Hundreds and hundreds of entries have provided a wealth of good, bad and downright disgusting cheap meals

17 January 2012

After being inundated with many hundreds of entries from around the globe, the RSC has been able to compile a banquet of cheap, nutritious eats, following the success of its reinvention of Mrs Beeton's classic toast sandwich.

With the offer of £200 to the first person to come up with a more economical lunchtime meal, an enthusiastic public filled our inboxes and stomachs with delicious - and some not so delicious - suggestions.

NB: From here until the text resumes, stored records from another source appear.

//! Robot repository backed by `SQLite`.
//!
//! Sessions are stored one row each; the coverage grid and position
//! history travel as JSON documents since they are only ever read and
//! written whole.

use async_trait::async_trait;
use chrono::{DateTime, Utc};
use sqlx::sqlite::SqliteRow;
use sqlx::{QueryBuilder, Row, Sqlite, SqlitePool};

use crate::models::{Area, CleaningSession, Robot, RobotHistory};
use crate::service::{ListRobotsArgs, RobotRepository};
use crate::{AppError, Result};

use super::area_repo::area_from_row;

const SESSION_COLUMNS: &str = "id, name, is_active, started_at, ended_at, last_x, last_y, \
     last_reported_at, duration_sec, coverage, position_history, created_at";

/// Repository wrapper around `SQLite` for robots and their sessions.
#[derive(Clone)]
pub struct SqliteRobotRepository {
    pool: SqlitePool,
}

impl SqliteRobotRepository {
    /// Create a new repository instance.
    #[must_use]
    pub fn new(pool: SqlitePool) -> Self {
        Self { pool }
    }

    /// Insert a new robot record. Used by seeding and tests; robots are
    /// immutable once created.
    ///
    /// # Errors
    ///
    /// Returns `AppError::Db` if the insert fails.
    pub async fn insert(&self, robot: &Robot) -> Result<()> {
        sqlx::query("INSERT INTO robot (id, name, size, created_at) VALUES (?, ?, ?, ?)")
            .bind(&robot.id)
            .bind(&robot.name)
            .bind(robot.size)
            .bind(robot.created_at.to_rfc3339())
            .execute(&self.pool)
            .await?;
        Ok(())
    }

    async fn active_session(&self, robot_id: &str) -> Result<Option<CleaningSession>> {
        let sql = format!(
            "SELECT {SESSION_COLUMNS} FROM cleaning_session \
             WHERE robot_id = ? AND is_active = 1 \
             ORDER BY created_at DESC LIMIT 1"
        );
        let row = sqlx::query(&sql)
            .bind(robot_id)
            .fetch_optional(&self.pool)
            .await?;
        row.as_ref().map(session_from_row).transpose()
    }

    async fn robot_row(&self, robot_id: &str) -> Result<Option<Robot>> {
        let row = sqlx::query("SELECT id, name, size, created_at FROM robot WHERE id = ?")
            .bind(robot_id)
            .fetch_optional(&self.pool)
            .await?;
        row.as_ref().map(robot_from_row).transpose()
    }
}

#[async_trait]
impl RobotRepository for SqliteRobotRepository {
    async fn list(&self, args: ListRobotsArgs) -> Result<Vec<Robot>> {
        let mut qb: QueryBuilder<'_, Sqlite> =
            QueryBuilder::new("SELECT id, name, size, created_at FROM robot WHERE 1 = 1");
        if let Some(robot_id) = &args.robot_id {
            qb.push(" AND id = ").push_bind(robot_id);
        }
        if let Some(name) = &args.name {
            qb.push(" AND name = ").push_bind(name);
        }
        qb.push(" ORDER BY created_at");

        let rows = qb.build().fetch_all(&self.pool).await?;
        let mut robots = Vec::with_capacity(rows.len());
        for row in &rows {
            let mut robot = robot_from_row(row)?;
            robot.current_session = self.active_session(&robot.id).await?;
            robots.push(robot);
        }
        Ok(robots)
    }

    async fn find_robot_and_area(
        &self,
        robot_id: &str,
        area_id: &str,
    ) -> Result<(Option<Robot>, Option<Area>)> {
        let mut robot = self.robot_row(robot_id).await?;
        if let Some(r) = &mut robot {
            r.current_session = self.active_session(robot_id).await?;
        }

        let area_row = sqlx::query(
            "SELECT id, name, size_x, size_y, passes_needed, created_at FROM area WHERE id = ?",
        )
        .bind(area_id)
        .fetch_optional(&self.pool)
        .await?;
        let area = area_row.as_ref().map(area_from_row).transpose()?;

        Ok((robot, area))
    }

    async fn history(&self, robot_id: &str, max: u32) -> Result<RobotHistory> {
        let Some(robot) = self.robot_row(robot_id).await? else {
            return Err(AppError::NotFound(format!(
                "could not find robot with id {robot_id}"
            )));
        };

        let sql = format!(
            "SELECT {SESSION_COLUMNS} FROM cleaning_session \
             WHERE robot_id = ? \
             ORDER BY started_at DESC LIMIT ?"
        );
        let rows = sqlx::query(&sql)
            .bind(robot_id)
            .bind(i64::from(max))
            .fetch_all(&self.pool)
            .await?;
        let sessions = rows
            .iter()
            .map(session_from_row)
            .collect::<Result<Vec<_>>>()?;

        Ok(RobotHistory { robot, sessions })
    }

    async fn save_sessions(&self, robot_id: &str, sessions: &[CleaningSession]) -> Result<()> {
        let mut tx = self.pool.begin().await?;
        for session in sessions {
            let coverage = serde_json::to_string(&session.area)?;
            let history = serde_json::to_string(&session.position_history)?;
            sqlx::query(
                "INSERT INTO cleaning_session \
                 (id, robot_id, name, is_active, started_at, ended_at, last_x, last_y, \
                  last_reported_at, duration_sec, coverage, position_history, created_at) \
                 VALUES (?, ?, ?, ?, ?, ?, ?, ?, ?, ?, ?, ?, ?) \
                 ON CONFLICT(id) DO UPDATE SET \
                   is_active = excluded.is_active, \
                   ended_at = excluded.ended_at, \
                   last_x = excluded.last_x, \
                   last_y = excluded.last_y, \
                   last_reported_at = excluded.last_reported_at, \
                   duration_sec = excluded.duration_sec, \
                   coverage = excluded.coverage, \
                   position_history = excluded.position_history",
            )
            .bind(&session.id)
            .bind(robot_id)
            .bind(&session.name)
            .bind(session.is_active)
            .bind(session.started_at.to_rfc3339())
            .bind(session.ended_at.map(|ts| ts.to_rfc3339()))
            .bind(session.last_x)
            .bind(session.last_y)
            .bind(session.last_reported_at.map(|ts| ts.to_rfc3339()))
            .bind(session.duration_sec)
            .bind(coverage)
            .bind(history)
            .bind(session.created_at.to_rfc3339())
            .execute(&mut *tx)
            .await?;
        }
        tx.commit().await?;
        Ok(())
    }
}

pub(crate) fn parse_ts(raw: &str) -> Result<DateTime<Utc>> {
    DateTime::parse_from_rfc3339(raw)
        .map(|ts| ts.with_timezone(&Utc))
        .map_err(|err| AppError::Db(format!("stored timestamp corrupt: {err}")))
}

fn robot_from_row(row: &SqliteRow) -> Result<Robot> {
    Ok(Robot {
        id: row.try_get("id")?,
        name: row.try_get("name")?,
        size: row.try_get("size")?,
        current_session: None,
        created_at: parse_ts(row.try_get("created_at")?)?,
    })
}

fn session_from_row(row: &SqliteRow) -> Result<CleaningSession> {
    let coverage: String = row.try_get("coverage")?;
    let history: String = row.try_get("position_history")?;
    let ended_at: Option<String> = row.try_get("ended_at")?;
    let last_reported_at: Option<String> = row.try_get("last_reported_at")?;
    Ok(CleaningSession {
        id: row.try_get("id")?,
        name: row.try_get("name")?,
        area: serde_json::from_str(&coverage)?,
        is_active: row.try_get("is_active")?,
        started_at: parse_ts(row.try_get("started_at")?)?,
        ended_at: ended_at.as_deref().map(parse_ts).transpose()?,
        last_x: row.try_get("last_x")?,
        last_y: row.try_get("last_y")?,
        last_reported_at: last_reported_at.as_deref().map(parse_ts).transpose()?,
        position_history: serde_json::from_str(&history)?,
        duration_sec: row.try_get("duration_sec")?,
        created_at: parse_ts(row.try_get("created_at")?)?,
    })
}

With letters, phone calls, emails and tweets flying in almost immediately after the story featured on the Today programme, 5 Live and BBC Breakfast, it was just impossible to rule who had 'been the first' to get in touch with us. We had no idea it would be so popular.

So to decide the winner we've taken all the qualifying entries - those who demonstrated their suggestion was more economical and edible, of which we received around a hundred - and pick a winner at random from those entries.

And that winner is:

Elizabeth Tilley, a student of zoology at the University of Nottingham!

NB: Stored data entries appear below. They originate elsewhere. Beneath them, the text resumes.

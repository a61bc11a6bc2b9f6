//! Dispatcher tests: decoded commands flow through the per-robot workers
//! into the lifecycle service.

use std::sync::Arc;
use std::time::Duration;

use sweepmap::models::RobotHistory;
use sweepmap::service::RobotService;
use sweepmap::telemetry::{TelemetryCommand, TelemetryDispatcher};

use super::test_helpers::{harness, ts, Harness};

const T0: i64 = 1_600_000_000;

/// Poll the robot's history until `pred` holds or the deadline passes.
async fn wait_for_history<F>(h: &Harness, robot_id: &str, pred: F) -> RobotHistory
where
    F: Fn(&RobotHistory) -> bool,
{
    for _ in 0..100 {
        if let Ok(history) = h.robots.history(robot_id, 10).await {
            if pred(&history) {
                return history;
            }
        }
        tokio::time::sleep(Duration::from_millis(20)).await;
    }
    panic!("history for robot {robot_id} never reached the expected state");
}

#[tokio::test]
async fn commands_drive_a_session_from_start_to_end() {
    let h = harness().await;
    let dispatcher = TelemetryDispatcher::new(Arc::clone(&h.robots));

    dispatcher
        .dispatch(TelemetryCommand::StartSession {
            robot_id: h.robot.id.clone(),
            area_id: h.small_area.id.clone(),
            x: 0,
            y: 0,
            timestamp: ts(T0),
        })
        .await;
    dispatcher
        .dispatch(TelemetryCommand::UpdateSession {
            robot_id: h.robot.id.clone(),
            x: 250,
            y: 250,
            timestamp: ts(T0 + 1),
        })
        .await;
    dispatcher
        .dispatch(TelemetryCommand::UpdateSession {
            robot_id: h.robot.id.clone(),
            x: 750,
            y: 250,
            timestamp: ts(T0 + 2),
        })
        .await;
    dispatcher
        .dispatch(TelemetryCommand::EndSession {
            robot_id: h.robot.id.clone(),
            x: 750,
            y: 750,
            timestamp: ts(T0 + 30),
        })
        .await;

    let history = wait_for_history(&h, &h.robot.id, |hist| {
        hist.sessions.first().is_some_and(|s| !s.is_active)
    })
    .await;

    let session = &history.sessions[0];
    assert_eq!(session.duration_sec, 30);
    // Start report plus two updates plus the closing report.
    assert_eq!(session.position_history.len(), 4);
    let visited: u32 = session.area.grid.iter().map(|sq| sq.passes).sum();
    assert_eq!(visited, 3);
}

#[tokio::test]
async fn a_failing_command_does_not_wedge_the_worker() {
    let h = harness().await;
    let dispatcher = TelemetryDispatcher::new(Arc::clone(&h.robots));

    // No session exists yet, so this update fails inside the worker.
    dispatcher
        .dispatch(TelemetryCommand::UpdateSession {
            robot_id: h.robot.id.clone(),
            x: 250,
            y: 250,
            timestamp: ts(T0),
        })
        .await;
    // The same worker must still process the start that follows.
    dispatcher
        .dispatch(TelemetryCommand::StartSession {
            robot_id: h.robot.id.clone(),
            area_id: h.small_area.id.clone(),
            x: 0,
            y: 0,
            timestamp: ts(T0 + 1),
        })
        .await;

    let history = wait_for_history(&h, &h.robot.id, |hist| !hist.sessions.is_empty()).await;
    assert_eq!(history.sessions.len(), 1);
    assert!(history.sessions[0].is_active);
}

#[tokio::test]
async fn robots_get_independent_workers() {
    let h = harness().await;
    let dispatcher = Arc::new(TelemetryDispatcher::new(Arc::clone(&h.robots)));

    for (robot, area) in [(&h.robot, &h.small_area), (&h.other_robot, &h.area)] {
        dispatcher
            .dispatch(TelemetryCommand::StartSession {
                robot_id: robot.id.clone(),
                area_id: area.id.clone(),
                x: 0,
                y: 0,
                timestamp: ts(T0),
            })
            .await;
    }
    dispatcher
        .dispatch(TelemetryCommand::EndSession {
            robot_id: h.robot.id.clone(),
            x: 0,
            y: 0,
            timestamp: ts(T0 + 10),
        })
        .await;

    wait_for_history(&h, &h.robot.id, |hist| {
        hist.sessions.first().is_some_and(|s| !s.is_active)
    })
    .await;
    let other = wait_for_history(&h, &h.other_robot.id, |hist| !hist.sessions.is_empty()).await;
    assert!(other.sessions[0].is_active);
}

Congratulations Elizabeth: your recipe for Peanut Butter Bannocks, little oat cakes, hit the spot in terms of cost and nutritional value. And we dare say probably have a little more going on in the taste department than dear Mrs B's toast sandwich, too.

Of course this is all a light-hearted way of pointing to the importance of a proper balanced diet and the role that chemists play in helping us maintain that diet, especially in difficult times. Fresh fruit and vegetables, packed with vitamins and minerals, are especially important.

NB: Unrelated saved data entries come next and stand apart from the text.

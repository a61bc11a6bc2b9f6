//! Telemetry ingest: wire decoding, per-robot dispatch, and the TCP
//! transport adapter robots publish their session messages through.

pub mod codec;
pub mod dispatcher;
pub mod listener;

pub use codec::TelemetryCommand;
pub use dispatcher::TelemetryDispatcher;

But it would be a great disservice to our hundreds of correspondents to share just one of the many good, bad and downright revolting cheap meal suggestions we were sent. Here's a few of our favourites.

  • A Scout leader from Edinburgh told us of a traditional campfire classic, the Dough Twist. A rough dough of flour and water, twisted around a stick and baked on an open fire. He stresses that's not what they make the Scouts eat all through the camp. just the 'survival day'. Not sure that matches the toast in terms of nutrition, but definitely cheap!
  • Student Tom sent in a 'spinach rice' recipe, which definitely gives an interesting mix of nutrients and has a bit of flavour too.
  • Edward sent an imaginative Pitta Gravy Sandwich idea - it is as it sounds. Cover a pitta with gravy, then put that in another pitta. Cheap and calorific.
  • A few people, including Greg from East Anglia, wrote in with 'Fisherman's Sop', which we don't think would be as nutritionally useful as the toast sandwich. or as tasty. Two slices of mouldy bread (yes, mouldy) with hot water poured over, mixed into a sort of paste. Cheap? We don't doubt it. Edible? We'll let you decide.
  • Perhaps taking the title for lowest calorific content is 'Kettle Broth' submitted by, among others, Josh Mynott. Boiled water with salt and pepper.
  • Sheila Carpenter's mother used to make mashed potato and Oxo cube sandwiches during the war. That's actually a sandwich we can get on board with. Might not be quite as cheap as the toast sandwich but definitely tasty.
  • Neil Olsson's rather abstemious banana sandwiches were definitely cheap, if a little light on the banana aspect - he reckons just a quarter of a banana per sandwich. Tasty and cheap, and bananas definitely have great things going on in terms of nutrition, but you'll want another in half an hour, we're sure.
  • Among the many, many people who suggested porridge were the good doctors Fiona Comrie and Gillian Purdon, and Anne Milne, from the Food Standards Agency in Scotland. Expert opinion indeed! They admit their porridge formulation has less calorific content but is also lower in salt, and appears in their 'eatwell week' report. 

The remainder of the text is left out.